◆ **Your instructions**
Word for word, write out all of the entries that follow.

◆ **Supplied entries**
Start of Block

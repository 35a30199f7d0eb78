//! Core entities and invariants (spec.md §3): `Agent`, `Sector`,
//! `DiscussionRoom`, `AgentSignal`, and cross-sector messaging. These are
//! plain data + invariant-enforcing methods; PersistenceStore owns the
//! canonical copies, per DESIGN NOTES §9 ("flat tables keyed by id").

pub mod agent;
pub mod comms;
pub mod discussion;
pub mod errors;
pub mod sector;
pub mod signal;
use thiserror::Error;

/// Errors raised by `AgentRegistry`/`SectorRegistry` CRUD and validation.
#[derive(Debug, Error)]
pub enum ValidationError {
    #[error("invalid {field}: {reason}")]
    InvalidField { field: String, reason: String },

    #[error("role '{0}' is not a recognized role token")]
    UnknownRole(String),

    #[error("{0} must be in [{1}, {2}], got {3}")]
    OutOfRange(String, f64, f64, f64),
}

/// Raised when a referenced id does not exist.
#[derive(Debug, Error)]
pub enum NotFoundError {
    #[error("agent '{0}' not found")]
    Agent(String),

    #[error("sector '{0}' not found")]
    Sector(uuid::Uuid),

    #[error("discussion '{0}' not found")]
    Discussion(uuid::Uuid),
}

/// Raised when a capacity limit would be exceeded by a create operation.
#[derive(Debug, Error)]
pub enum CapacityExceededError {
    #[error("global agent count {current} >= MAX_TOTAL_AGENTS {max}")]
    TotalAgents { current: usize, max: usize },

    #[error("sector '{sector_id}' agent count {current} >= MAX_AGENTS_PER_SECTOR {max}")]
    SectorAgents {
        sector_id: uuid::Uuid,
        current: usize,
        max: usize,
    },
}

/// Raised when a `DiscussionRoom` state transition is attempted out of order.
#[derive(Debug, Error)]
pub enum IllegalStateTransitionError {
    #[error("discussion '{id}' cannot move from {from:?} to {to:?}")]
    Forward {
        id: uuid::Uuid,
        from: crate::domain::discussion::DiscussionStatus,
        to: crate::domain::discussion::DiscussionStatus,
    },

    #[error("discussion '{id}' precondition not met: {reason}")]
    Precondition { id: uuid::Uuid, reason: String },
}

/// Raised when the `ReasoningOracle` boundary cannot produce a usable response.
#[derive(Debug, Error)]
pub enum OracleError {
    #[error("oracle is disabled")]
    Disabled,

    #[error("oracle call timed out after {0:?}")]
    Timeout(std::time::Duration),

    #[error("oracle response was not parseable JSON: {0}")]
    Unparseable(String),

    #[error("oracle transport error: {0}")]
    Transport(String),
}

/// Raised by `PersistenceStore` on I/O failure. The prior state remains visible on disk.
#[derive(Debug, Error)]
pub enum StorageError {
    #[error("failed to read document '{name}': {source}")]
    Read {
        name: String,
        #[source]
        source: std::io::Error,
    },

    #[error("failed to write document '{name}': {source}")]
    Write {
        name: String,
        #[source]
        source: std::io::Error,
    },

    #[error("failed to parse document '{name}' as JSON: {source}")]
    Parse {
        name: String,
        #[source]
        source: serde_json::Error,
    },
}

/// Unified engine-facing error. Periodic drivers log and skip on any of these;
/// user-initiated operations propagate them to the caller.
#[derive(Debug, Error)]
pub enum EngineError {
    #[error(transparent)]
    Validation(#[from] ValidationError),

    #[error(transparent)]
    NotFound(#[from] NotFoundError),

    #[error(transparent)]
    CapacityExceeded(#[from] CapacityExceededError),

    #[error(transparent)]
    IllegalStateTransition(#[from] IllegalStateTransitionError),

    #[error(transparent)]
    Oracle(#[from] OracleError),

    #[error(transparent)]
    Storage(#[from] StorageError),
}

pub type EngineResult<T> = Result<T, EngineError>;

End of Block

◆ **Exercise answer**
repository 35a30199f7d0eb78
//! Core entities and invariants (spec.md §3): `Agent`, `Sector`,
//! `DiscussionRoom`, `AgentSignal`, and cross-sector messaging. These are
//! plain data + invariant-enforcing methods; PersistenceStore owns the
//! canonical copies, per DESIGN NOTES §9 ("flat tables keyed by id").

pub mod agent;
pub mod comms;
pub mod discussion;
pub mod errors;
pub mod sector;
pub mod signal;
use thiserror::Error;

/// Errors raised by `AgentRegistry`/`SectorRegistry` CRUD and validation.
#[derive(Debug, Error)]
pub enum ValidationError {
    #[error("invalid {field}: {reason}")]
    InvalidField { field: String, reason: String },

    #[error("role '{0}' is not a recognized role token")]
    UnknownRole(String),

    #[error("{0} must be in [{1}, {2}], got {3}")]
    OutOfRange(String, f64, f64, f64),
}

/// Raised when a referenced id does not exist.
#[derive(Debug, Error)]
pub enum NotFoundError {
    #[error("agent '{0}' not found")]
    Agent(String),

    #[error("sector '{0}' not found")]
    Sector(uuid::Uuid),

    #[error("discussion '{0}' not found")]
    Discussion(uuid::Uuid),
}

/// Raised when a capacity limit would be exceeded by a create operation.
#[derive(Debug, Error)]
pub enum CapacityExceededError {
    #[error("global agent count {current} >= MAX_TOTAL_AGENTS {max}")]
    TotalAgents { current: usize, max: usize },

    #[error("sector '{sector_id}' agent count {current} >= MAX_AGENTS_PER_SECTOR {max}")]
    SectorAgents {
        sector_id: uuid::Uuid,
        current: usize,
        max: usize,
    },
}

/// Raised when a `DiscussionRoom` state transition is attempted out of order.
#[derive(Debug, Error)]
pub enum IllegalStateTransitionError {
    #[error("discussion '{id}' cannot move from {from:?} to {to:?}")]
    Forward {
        id: uuid::Uuid,
        from: crate::domain::discussion::DiscussionStatus,
        to: crate::domain::discussion::DiscussionStatus,
    },

    #[error("discussion '{id}' precondition not met: {reason}")]
    Precondition { id: uuid::Uuid, reason: String },
}

/// Raised when the `ReasoningOracle` boundary cannot produce a usable response.
#[derive(Debug, Error)]
pub enum OracleError {
    #[error("oracle is disabled")]
    Disabled,

    #[error("oracle call timed out after {0:?}")]
    Timeout(std::time::Duration),

    #[error("oracle response was not parseable JSON: {0}")]
    Unparseable(String),

    #[error("oracle transport error: {0}")]
    Transport(String),
}

/// Raised by `PersistenceStore` on I/O failure. The prior state remains visible on disk.
#[derive(Debug, Error)]
pub enum StorageError {
    #[error("failed to read document '{name}': {source}")]
    Read {
        name: String,
        #[source]
        source: std::io::Error,
    },

    #[error("failed to write document '{name}': {source}")]
    Write {
        name: String,
        #[source]
        source: std::io::Error,
    },

    #[error("failed to parse document '{name}' as JSON: {source}")]
    Parse {
        name: String,
        #[source]
        source: serde_json::Error,
    },
}

/// Unified engine-facing error. Periodic drivers log and skip on any of these;
/// user-initiated operations propagate them to the caller.
#[derive(Debug, Error)]
pub enum EngineError {
    #[error(transparent)]
    Validation(#[from] ValidationError),

    #[error(transparent)]
    NotFound(#[from] NotFoundError),

    #[error(transparent)]
    CapacityExceeded(#[from] CapacityExceededError),

    #[error(transparent)]
    IllegalStateTransition(#[from] IllegalStateTransitionError),

    #[error(transparent)]
    Oracle(#[from] OracleError),

    #[error(transparent)]
    Storage(#[from] StorageError),
}

pub type EngineResult<T> = Result<T, EngineError>;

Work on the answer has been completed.